We still believe that. And a world of journalists still knock on our door with fascinating stories we all need to know. That was especially true after the events of 9/11 demonstrated the consequences of ignoring grievances elsewhere on our planet. Why people hate us or love us or need us are still urgent themes.
Many polls show Americans want to know more about the world if only because, as a nation of immigrants, many of us have ties to other cultures or business entanglements overseas. Ask the producers of the popular TV newsmagazine "60 Minutes." They'll tell you that ratings do not dip when an international segment airs.
You would think that at a time like this, an experienced award-winning international media company like ours would be needed more than ever. Think again. Why? We face a three-sided axis of indifference.
First, in an age of media consolidation and big media rule, there is less room for maneuver by small, undercapitalized independents. Ventures like ours also find it harder to get our work seen because we're driven by values that question the "bottom line is the only line" mentality of the cartels.
When the economy falters and foundations cut back, the whole indy media sector hangs on by a thread. We feel like ants in a field of elephants.
Second, despite proliferating media choices, there has been a narrowing of diverse voices. Networks increasingly clone each others' conventional wisdom and look-alike formats. When I worked at ABC, we used to joke there was a "homogenizer" in the basement. All too often, homogenized substance-free TV news programs defines us.
In our unbrave media world, critically inflected proposals do not encounter censorship, just respectful assurances that the ideas are good but they are just, sorry, "NFU — not for us." Sadly, journalism itself is branded as old-fashioned by brand-building executives who insist on storytelling packaged in Hollywood-style narrative structure. For them, entertainment trumps information.
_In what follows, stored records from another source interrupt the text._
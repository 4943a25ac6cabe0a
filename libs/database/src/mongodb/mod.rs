//! MongoDB database connector and utilities
//!
//! Connection management, startup retry, and health checks.

mod config;
mod connector;
mod health;

pub use config::MongoConfig;
pub use connector::{
    MongoError, connect, connect_from_config, connect_from_config_with_retry, connect_with_retry,
};
pub use health::{HealthStatus, check_health, check_health_detailed};

// Re-export MongoDB types for convenience
pub use mongodb::{Client, Collection, Database};
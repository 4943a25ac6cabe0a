//! MongoDB implementation of TaskRepository

use async_trait::async_trait;
use mongodb::{
    Collection, Database, IndexModel,
    bson::{Bson, doc, to_bson},
};
use tracing::instrument;
use uuid::Uuid;

use crate::error::TaskResult;
use crate::models::{CreateTask, Task, TaskFilter, UpdateTask};
use crate::repository::TaskRepository;

/// MongoDB implementation of the TaskRepository
pub struct MongoTaskRepository {
    collection: Collection<Task>,
}

impl MongoTaskRepository {
    /// Create a new MongoTaskRepository
    ///
    /// # Arguments
    /// * `db` - MongoDB database instance
    ///
    /// # Example
    /// ```ignore
    /// let client = Client::with_uri_str("mongodb://localhost:27017").await?;
    /// let db = client.database("mydb");
    /// let repo = MongoTaskRepository::new(db);
    /// ```
    pub fn new(db: Database) -> Self {
        let collection = db.collection::<Task>("tasks");
        Self { collection }
    }

    /// Create a new MongoTaskRepository with a custom collection name
    pub fn with_collection(db: Database, collection_name: &str) -> Self {
        let collection = db.collection::<Task>(collection_name);
        Self { collection }
    }

    /// Create the indexes the list filters rely on. Called once at startup.
    pub async fn init_indexes(&self) -> TaskResult<()> {
        let indexes = vec![
            IndexModel::builder().keys(doc! { "status": 1 }).build(),
            IndexModel::builder().keys(doc! { "importance": 1 }).build(),
            IndexModel::builder().keys(doc! { "created_at": 1 }).build(),
        ];

        self.collection.create_indexes(indexes).await?;

        tracing::info!("Task collection indexes initialized");
        Ok(())
    }

    fn id_filter(id: Uuid) -> mongodb::bson::Document {
        doc! { "_id": to_bson(&id).unwrap_or(Bson::Null) }
    }

    /// Build a MongoDB filter document from TaskFilter.
    ///
    /// Only fields actually present contribute; an empty filter matches
    /// everything. The paging window is applied separately in `list`.
    fn build_filter(filter: &TaskFilter) -> mongodb::bson::Document {
        let mut doc = doc! {};

        if let Some(ref importance) = filter.importance {
            doc.insert("importance", importance.to_string());
        }

        if let Some(ref status) = filter.status {
            doc.insert("status", status.to_string());
        }

        doc
    }
}

#[async_trait]
impl TaskRepository for MongoTaskRepository {
    #[instrument(skip(self, input), fields(task_title = %input.title))]
    async fn create(&self, input: CreateTask) -> TaskResult<Task> {
        let task = Task::new(input);

        self.collection.insert_one(&task).await?;

        Ok(task)
    }

    #[instrument(skip(self))]
    async fn get_by_id(&self, id: Uuid) -> TaskResult<Option<Task>> {
        let task = self.collection.find_one(Self::id_filter(id)).await?;
        Ok(task)
    }

    #[instrument(skip(self, filter))]
    async fn list(&self, filter: TaskFilter) -> TaskResult<Vec<Task>> {
        use futures_util::TryStreamExt;

        let mongo_filter = Self::build_filter(&filter);

        // Stable insertion order: created_at ascending (ids are v7, so
        // creation time tracks insertion).
        let options = mongodb::options::FindOptions::builder()
            .limit(filter.limit)
            .skip(filter.skip)
            .sort(doc! { "created_at": 1 })
            .build();

        let cursor = self
            .collection
            .find(mongo_filter)
            .with_options(options)
            .await?;
        let tasks: Vec<Task> = cursor.try_collect().await?;

        Ok(tasks)
    }

    #[instrument(skip(self, filter))]
    async fn count(&self, filter: TaskFilter) -> TaskResult<u64> {
        let mongo_filter = Self::build_filter(&filter);
        let count = self.collection.count_documents(mongo_filter).await?;
        Ok(count)
    }

    #[instrument(skip(self, input))]
    async fn replace(&self, id: Uuid, input: CreateTask) -> TaskResult<Option<Task>> {
        let filter = Self::id_filter(id);

        // Fetch first to keep the original created_at; replace_one without
        // upsert so an id deleted in between stays absent.
        let Some(existing) = self.collection.find_one(filter.clone()).await? else {
            return Ok(None);
        };

        let replacement = existing.replace_with(input);
        let result = self.collection.replace_one(filter, &replacement).await?;

        if result.matched_count == 0 {
            return Ok(None);
        }

        Ok(Some(replacement))
    }

    #[instrument(skip(self, input))]
    async fn update(&self, id: Uuid, input: UpdateTask) -> TaskResult<Option<Task>> {
        let filter = Self::id_filter(id);

        let Some(existing) = self.collection.find_one(filter.clone()).await? else {
            return Ok(None);
        };

        let mut updated = existing;
        updated.apply_update(input);

        let result = self.collection.replace_one(filter, &updated).await?;

        if result.matched_count == 0 {
            return Ok(None);
        }

        Ok(Some(updated))
    }

    #[instrument(skip(self))]
    async fn delete(&self, id: Uuid) -> TaskResult<bool> {
        let result = self.collection.delete_one(Self::id_filter(id)).await?;
        Ok(result.deleted_count > 0)
    }
}

#[cfg(test)]
mod tests {
    use super::*;
    use crate::models::{TaskImportance, TaskStatus};

    #[test]
    fn test_build_filter_empty() {
        let filter = TaskFilter::default();
        let doc = MongoTaskRepository::build_filter(&filter);
        assert!(doc.is_empty());
    }

    #[test]
    fn test_build_filter_with_status() {
        let filter = TaskFilter {
            status: Some(TaskStatus::Done),
            ..Default::default()
        };
        let doc = MongoTaskRepository::build_filter(&filter);
        assert_eq!(doc.get_str("status").unwrap(), "done");
        assert!(!doc.contains_key("importance"));
    }

    #[test]
    fn test_build_filter_with_both_fields() {
        let filter = TaskFilter {
            importance: Some(TaskImportance::High),
            status: Some(TaskStatus::InProgress),
            ..Default::default()
        };
        let doc = MongoTaskRepository::build_filter(&filter);
        assert_eq!(doc.get_str("importance").unwrap(), "high");
        assert_eq!(doc.get_str("status").unwrap(), "in_progress");
    }

    #[test]
    fn test_build_filter_ignores_paging_window() {
        let filter = TaskFilter {
            limit: 5,
            skip: 10,
            ..Default::default()
        };
        let doc = MongoTaskRepository::build_filter(&filter);
        assert!(doc.is_empty());
    }
}
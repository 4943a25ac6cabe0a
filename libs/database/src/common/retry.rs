use std::future::Future;
use std::time::Duration;
use tracing::{debug, warn};

/// Retry configuration for database connections
#[derive(Debug, Clone)]
pub struct RetryConfig {
    /// Maximum number of retry attempts
    pub max_retries: u32,

    /// Initial delay between retries in milliseconds
    pub initial_delay_ms: u64,

    /// Maximum delay between retries in milliseconds
    pub max_delay_ms: u64,

    /// Multiplier for exponential backoff
    pub backoff_multiplier: f64,

    /// Whether to add jitter to prevent thundering herd
    pub use_jitter: bool,
}

impl RetryConfig {
    /// Defaults: 3 retries, 100ms initial delay, 5s cap, 2.0 multiplier, jitter on
    pub fn new() -> Self {
        Self::default()
    }

    pub fn with_max_retries(mut self, max_retries: u32) -> Self {
        self.max_retries = max_retries;
        self
    }

    pub fn with_initial_delay(mut self, delay_ms: u64) -> Self {
        self.initial_delay_ms = delay_ms;
        self
    }

    pub fn with_max_delay(mut self, delay_ms: u64) -> Self {
        self.max_delay_ms = delay_ms;
        self
    }

    pub fn without_jitter(mut self) -> Self {
        self.use_jitter = false;
        self
    }
}

impl Default for RetryConfig {
    fn default() -> Self {
        Self {
            max_retries: 3,
            initial_delay_ms: 100,
            max_delay_ms: 5000,
            backoff_multiplier: 2.0,
            use_jitter: true,
        }
    }
}

/// Retry an async operation with exponential backoff.
///
/// Intended for transient startup failures (the database container is not
/// up yet, DNS is still settling). Not for per-request operations.
///
/// # Example
/// ```ignore
/// use database::common::{RetryConfig, retry_with_backoff};
///
/// let config = RetryConfig::new().with_max_retries(5);
/// let client = retry_with_backoff(|| mongodb::connect(&url), config).await?;
/// ```
pub async fn retry_with_backoff<F, Fut, T, E>(mut operation: F, config: RetryConfig) -> Result<T, E>
where
    F: FnMut() -> Fut,
    Fut: Future<Output = Result<T, E>>,
    E: std::fmt::Display,
{
    let mut attempt = 0;
    let mut delay = config.initial_delay_ms;

    loop {
        match operation().await {
            Ok(result) => {
                if attempt > 0 {
                    debug!("Operation succeeded after {} retries", attempt);
                }
                return Ok(result);
            }
            Err(e) => {
                attempt += 1;

                if attempt > config.max_retries {
                    warn!(
                        "Operation failed after {} attempts: {}",
                        config.max_retries, e
                    );
                    return Err(e);
                }

                let current_delay = if config.use_jitter {
                    apply_jitter(delay)
                } else {
                    delay
                };

                debug!(
                    "Operation failed (attempt {}/{}): {}. Retrying in {}ms...",
                    attempt, config.max_retries, e, current_delay
                );

                tokio::time::sleep(Duration::from_millis(current_delay)).await;

                delay =
                    ((delay as f64 * config.backoff_multiplier) as u64).min(config.max_delay_ms);
            }
        }
    }
}

/// Scale a delay by a pseudo-random factor in [0.5, 1.0].
fn apply_jitter(delay: u64) -> u64 {
    use std::collections::hash_map::RandomState;
    use std::hash::BuildHasher;

    let random_factor =
        (RandomState::new().hash_one(std::time::SystemTime::now()) % 50) as f64 / 100.0 + 0.5;

    (delay as f64 * random_factor) as u64
}

/// Retry with the default configuration (3 attempts, 100ms initial delay).
pub async fn retry<F, Fut, T, E>(operation: F) -> Result<T, E>
where
    F: FnMut() -> Fut,
    Fut: Future<Output = Result<T, E>>,
    E: std::fmt::Display,
{
    retry_with_backoff(operation, RetryConfig::default()).await
}
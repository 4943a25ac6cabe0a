//! # Axum Helpers
//!
//! A collection of utilities, middleware, and helpers for building Axum web applications.
//!
//! ## Modules
//!
//! - **[`server`]**: Server setup, health checks, graceful shutdown
//! - **[`http`]**: HTTP middleware (CORS, security headers)
//! - **[`errors`]**: Structured error responses
//! - **[`extractors`]**: Custom extractors (UUID path, validated JSON)
//!
//! ## Quick Start
//!
//! ```ignore
//! use axum::Router;
//! use axum_helpers::server::{create_app, create_router};
//! use core_config::server::ServerConfig;
//! use utoipa::OpenApi;
//!
//! #[derive(OpenApi)]
//! #[openapi(paths())]
//! struct ApiDoc;
//!
//! #[tokio::main]
//! async fn main() -> Result<(), Box<dyn std::error::Error>> {
//!     let api_routes = Router::new(); // Add your routes
//!     let router = create_router::<ApiDoc>(api_routes).await?;
//!
//!     let config = ServerConfig::default();
//!     create_app(router, &config).await?;
//!     Ok(())
//! }
//! ```

// Domain modules
pub mod errors;
pub mod extractors;
pub mod http;
pub mod server;

// Re-export server types
pub use server::{
    HealthCheckFuture, HealthResponse, ShutdownCoordinator, create_app, create_production_app,
    create_router, health_router, run_health_checks, shutdown_signal,
};

// Re-export HTTP middleware
pub use http::{create_cors_layer, create_permissive_cors_layer, security_headers};

// Re-export error types
pub use errors::{AppError, ErrorResponse};

// Re-export extractors
pub use extractors::{UuidPath, ValidatedJson, ValidatedQuery};
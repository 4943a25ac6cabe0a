//! Shared test utilities for domain testing
//!
//! This crate provides reusable test infrastructure for all domain crates:
//! - `TestMongo`: MongoDB container with automatic cleanup (feature: "mongodb")
//! - `TestDataBuilder`: Deterministic test data generation (always available)
//! - `assertions`: Custom assertion helpers (always available)
//!
//! # Features
//!
//! - `mongodb` (default): Enables MongoDB test infrastructure
//!
//! # Usage
//!
//! ```rust,no_run
//! use test_utils::{TestMongo, TestDataBuilder};
//!
//! # async fn my_mongo_test() {
//! let mongo = TestMongo::new().await;
//! let builder = TestDataBuilder::from_test_name("my_test");
//!
//! let task_id = builder.entity_id();
//! let title = builder.name("task", "main");
//! # }
//! ```

use uuid::Uuid;

#[cfg(feature = "mongodb")]
mod mongo;

#[cfg(feature = "mongodb")]
pub use mongo::TestMongo;

/// Builder for test data with deterministic randomization
///
/// This ensures tests are reproducible by using seeded random data.
pub struct TestDataBuilder {
    seed: u64,
}

impl TestDataBuilder {
    /// Create a new builder with a seed (for deterministic tests)
    pub fn new(seed: u64) -> Self {
        Self { seed }
    }

    /// Create from test name (generates seed from test name hash)
    ///
    /// This is the recommended way to create a builder for consistent test data.
    ///
    /// # Example
    ///
    /// ```
    /// use test_utils::TestDataBuilder;
    ///
    /// let builder = TestDataBuilder::from_test_name("test_create_task");
    /// ```
    pub fn from_test_name(name: &str) -> Self {
        use std::collections::hash_map::DefaultHasher;
        use std::hash::{Hash, Hasher};

        let mut hasher = DefaultHasher::new();
        name.hash(&mut hasher);
        Self::new(hasher.finish())
    }

    /// Generate a deterministic entity ID for testing
    pub fn entity_id(&self) -> Uuid {
        let bytes = self.seed.to_le_bytes();
        let mut uuid_bytes = [0u8; 16];
        uuid_bytes[..8].copy_from_slice(&bytes);
        uuid_bytes[8..16].copy_from_slice(&bytes);
        Uuid::from_bytes(uuid_bytes)
    }

    /// Generate a unique name for testing
    ///
    /// # Arguments
    ///
    /// * `prefix` - The type of resource (e.g., "task", "collection")
    /// * `suffix` - A unique identifier within the test (e.g., "main", "backup")
    ///
    /// # Example
    ///
    /// ```
    /// use test_utils::TestDataBuilder;
    ///
    /// let builder = TestDataBuilder::from_test_name("my_test");
    /// let name = builder.name("task", "main");
    /// // Returns: "test-task-12345-main"
    /// ```
    pub fn name(&self, prefix: &str, suffix: &str) -> String {
        format!("test-{}-{}-{}", prefix, self.seed, suffix)
    }
}

/// Test assertion helpers
pub mod assertions {
    use uuid::Uuid;

    /// Assert that two UUIDs are equal with a nice error message
    pub fn assert_uuid_eq(actual: Uuid, expected: Uuid, context: &str) {
        assert_eq!(
            actual, expected,
            "{}: expected UUID {}, got {}",
            context, expected, actual
        );
    }

    /// Assert that an optional value is Some
    pub fn assert_some<T>(value: Option<T>, context: &str) -> T {
        value.unwrap_or_else(|| panic!("{}: expected Some, got None", context))
    }
}
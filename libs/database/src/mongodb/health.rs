use mongodb::Client;
use std::time::Instant;

/// Health check status for MongoDB
#[derive(Debug, Clone)]
pub struct HealthStatus {
    /// Whether the database is reachable
    pub healthy: bool,
    /// Optional message (e.g., error details)
    pub message: Option<String>,
    /// Response time in milliseconds
    pub response_time_ms: u64,
}

/// Check MongoDB connectivity with a lightweight listing command.
///
/// ```ignore
/// use database::mongodb::{check_health, connect};
///
/// let client = connect("mongodb://localhost:27017").await?;
/// let healthy = check_health(&client).await;
/// ```
pub async fn check_health(client: &Client) -> bool {
    client.list_database_names().await.is_ok()
}

/// Check MongoDB health with timing and error details.
pub async fn check_health_detailed(client: &Client) -> HealthStatus {
    let start = Instant::now();
    let result = client.list_database_names().await;
    let response_time_ms = start.elapsed().as_millis() as u64;

    match result {
        Ok(_) => HealthStatus {
            healthy: true,
            message: None,
            response_time_ms,
        },
        Err(e) => HealthStatus {
            healthy: false,
            message: Some(e.to_string()),
            response_time_ms,
        },
    }
}
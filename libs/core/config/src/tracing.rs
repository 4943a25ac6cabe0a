use crate::Environment;
use tracing::{debug, info};
use tracing_subscriber::{EnvFilter, prelude::*};

/// Install color-eyre with a project-standard configuration.
///
/// Call this early in main(), before any fallible operations, so setup
/// errors get colored reports. Safe to call multiple times.
pub fn install_color_eyre() {
    let _ = color_eyre::config::HookBuilder::default()
        .display_location_section(true)
        .display_env_section(false)
        .install();
}

/// Initialize tracing with environment-aware configuration and error span capture.
///
/// - **Production** (`APP_ENV=production`): JSON output for log aggregation,
///   module targets hidden, events flattened.
/// - **Development** (default): pretty-printed human-readable output.
///
/// Both modes install `tracing_error::ErrorLayer` so span traces are
/// captured when errors propagate.
///
/// Environment variables:
/// - `APP_ENV`: "production" switches to JSON logs (default: "development")
/// - `RUST_LOG`: overrides log levels (default: "info" in production,
///   "debug" in development)
///
/// Safe to call multiple times; re-initialization is silently skipped
/// (common in tests).
pub fn init_tracing(environment: &Environment) {
    let is_production = environment.is_production();

    let filter = EnvFilter::try_from_default_env().unwrap_or_else(|_| {
        if is_production {
            EnvFilter::new("info")
        } else {
            EnvFilter::new("debug")
        }
    });

    let result = if is_production {
        tracing_subscriber::registry()
            .with(
                tracing_subscriber::fmt::layer()
                    .json()
                    .with_target(false)
                    .flatten_event(true),
            )
            .with(tracing_error::ErrorLayer::default())
            .with(filter)
            .try_init()
    } else {
        tracing_subscriber::registry()
            .with(
                tracing_subscriber::fmt::layer()
                    .with_target(false)
                    .with_file(false)
                    .with_line_number(false)
                    .pretty(),
            )
            .with(tracing_error::ErrorLayer::default())
            .with(filter)
            .try_init()
    };

    match result {
        Ok(_) => {
            info!("Tracing initialized. Environment: {:?}", environment);
        }
        Err(_) => {
            debug!("Tracing already initialized, skipping re-initialization");
        }
    }
}
use async_trait::async_trait;

use crate::error::StoreResult;
use crate::models::WeddingParty;

/// A stored record together with the version it was read at.
#[derive(Debug, Clone)]
pub struct Versioned<T> {
    pub record: T,
    pub version: i64,
}

/// Party-keyed persistence. One record per party; members travel with
/// their party.
///
/// Implementations must report a taken wedding code on `insert` as
/// `StoreError::DuplicateCode` and a stale `expected_version` on `save` as
/// `StoreError::VersionConflict`, so the store can retry.
#[async_trait]
pub trait PartyRepository: Send + Sync {
    async fn insert(&self, party: &WeddingParty) -> StoreResult<()>;

    async fn load(&self, id: &str) -> StoreResult<Option<Versioned<WeddingParty>>>;

    /// `code` is already normalized.
    async fn load_by_code(&self, code: &str) -> StoreResult<Option<WeddingParty>>;

    async fn load_all(&self) -> StoreResult<Vec<WeddingParty>>;

    async fn save(&self, party: &WeddingParty, expected_version: i64) -> StoreResult<()>;
}
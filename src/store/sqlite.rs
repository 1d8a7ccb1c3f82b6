use async_trait::async_trait;
use sqlx::{Executor, FromRow, Sqlite, SqlitePool};

use super::repository::{PartyRepository, Versioned};
use crate::error::{StoreError, StoreResult};
use crate::models::WeddingParty;

/// Parties stored as one JSON document per row, with the code, date and
/// version pulled out into columns for lookups and optimistic locking.
#[derive(Clone)]
pub struct SqliteRepository {
    pool: SqlitePool,
}

#[derive(FromRow)]
struct PartyRow {
    data: String,
    version: i64,
}

impl PartyRow {
    fn into_versioned(self) -> StoreResult<Versioned<WeddingParty>> {
        Ok(Versioned {
            record: serde_json::from_str(&self.data)?,
            version: self.version,
        })
    }
}

impl SqliteRepository {
    pub fn new(pool: SqlitePool) -> Self {
        Self { pool }
    }
}

fn is_unique_violation(e: &sqlx::Error) -> bool {
    matches!(e, sqlx::Error::Database(db) if db.is_unique_violation())
}

/// Writes a new party row at version 1. Shared by the repository and the
/// legacy import, which runs it inside a transaction.
pub(crate) async fn insert_party_row<'e, E>(executor: E, party: &WeddingParty) -> StoreResult<()>
where
    E: Executor<'e, Database = Sqlite>,
{
    let data = serde_json::to_string(party)?;

    let result = sqlx::query(
        r#"
        INSERT INTO wedding_parties (id, wedding_code, wedding_date, version, data, created_at, updated_at)
        VALUES (?, ?, ?, 1, ?, ?, ?)
        "#,
    )
    .bind(&party.id)
    .bind(&party.wedding_code)
    .bind(party.wedding_date.to_string())
    .bind(&data)
    .bind(party.created_at.to_rfc3339())
    .bind(party.updated_at.to_rfc3339())
    .execute(executor)
    .await;

    match result {
        Ok(_) => Ok(()),
        Err(e) if is_unique_violation(&e) => {
            Err(StoreError::DuplicateCode(party.wedding_code.clone()))
        }
        Err(e) => Err(e.into()),
    }
}

#[async_trait]
impl PartyRepository for SqliteRepository {
    async fn insert(&self, party: &WeddingParty) -> StoreResult<()> {
        insert_party_row(&self.pool, party).await
    }

    async fn load(&self, id: &str) -> StoreResult<Option<Versioned<WeddingParty>>> {
        let row: Option<PartyRow> =
            sqlx::query_as("SELECT data, version FROM wedding_parties WHERE id = ?")
                .bind(id)
                .fetch_optional(&self.pool)
                .await?;

        row.map(PartyRow::into_versioned).transpose()
    }

    async fn load_by_code(&self, code: &str) -> StoreResult<Option<WeddingParty>> {
        let row: Option<PartyRow> =
            sqlx::query_as("SELECT data, version FROM wedding_parties WHERE wedding_code = ?")
                .bind(code)
                .fetch_optional(&self.pool)
                .await?;

        Ok(row.map(PartyRow::into_versioned).transpose()?.map(|v| v.record))
    }

    async fn load_all(&self) -> StoreResult<Vec<WeddingParty>> {
        let rows: Vec<PartyRow> =
            sqlx::query_as("SELECT data, version FROM wedding_parties ORDER BY created_at")
                .fetch_all(&self.pool)
                .await?;

        rows.into_iter()
            .map(|row| row.into_versioned().map(|v| v.record))
            .collect()
    }

    async fn save(&self, party: &WeddingParty, expected_version: i64) -> StoreResult<()> {
        let data = serde_json::to_string(party)?;

        let result = sqlx::query(
            r#"
            UPDATE wedding_parties
            SET data = ?, wedding_date = ?, version = version + 1, updated_at = ?
            WHERE id = ? AND version = ?
            "#,
        )
        .bind(&data)
        .bind(party.wedding_date.to_string())
        .bind(party.updated_at.to_rfc3339())
        .bind(&party.id)
        .bind(expected_version)
        .execute(&self.pool)
        .await?;

        if result.rows_affected() == 0 {
            return Err(StoreError::VersionConflict(party.id.clone()));
        }
        Ok(())
    }
}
Third, when government and media marched in lockstep during the Iraq war, ideological diversity became conspicuous by its absence. On news program after news program, we heard and saw the same "experts," the same conservative pundits, and the same narrowing of story framing.
Suddenly an amoeba-like "Fox effect" infected the entire broadcast spectrum. When "patriotic correctness" dominates, there is an unwelcoming environment for diverse global perspectives, alternative explanations and critical voices. When simplistic "you're either with us or against us" formulations are in, more complex interpretations are out. To survive you either dumb it down or get of town.
A decade ago, PBS told Globalvision that human rights was not a "sufficient organizing principle" for a TV series (unlike cooking!). We went on to produce four years of the hard-hitting series "Rights & Wrongs" anyway. Recently, a PBS station that had been an ally told us that despite AIDS and SARS, a global health series is not a "sufficient organizing principle." The very same words! The world may change but institutional attitudes don't. Today we lack the resources to do it ourselves.
"Blaming the people" for the lack of world coverage is misplaced and easy; acknowledging responsibility demands self-examination and corrective action.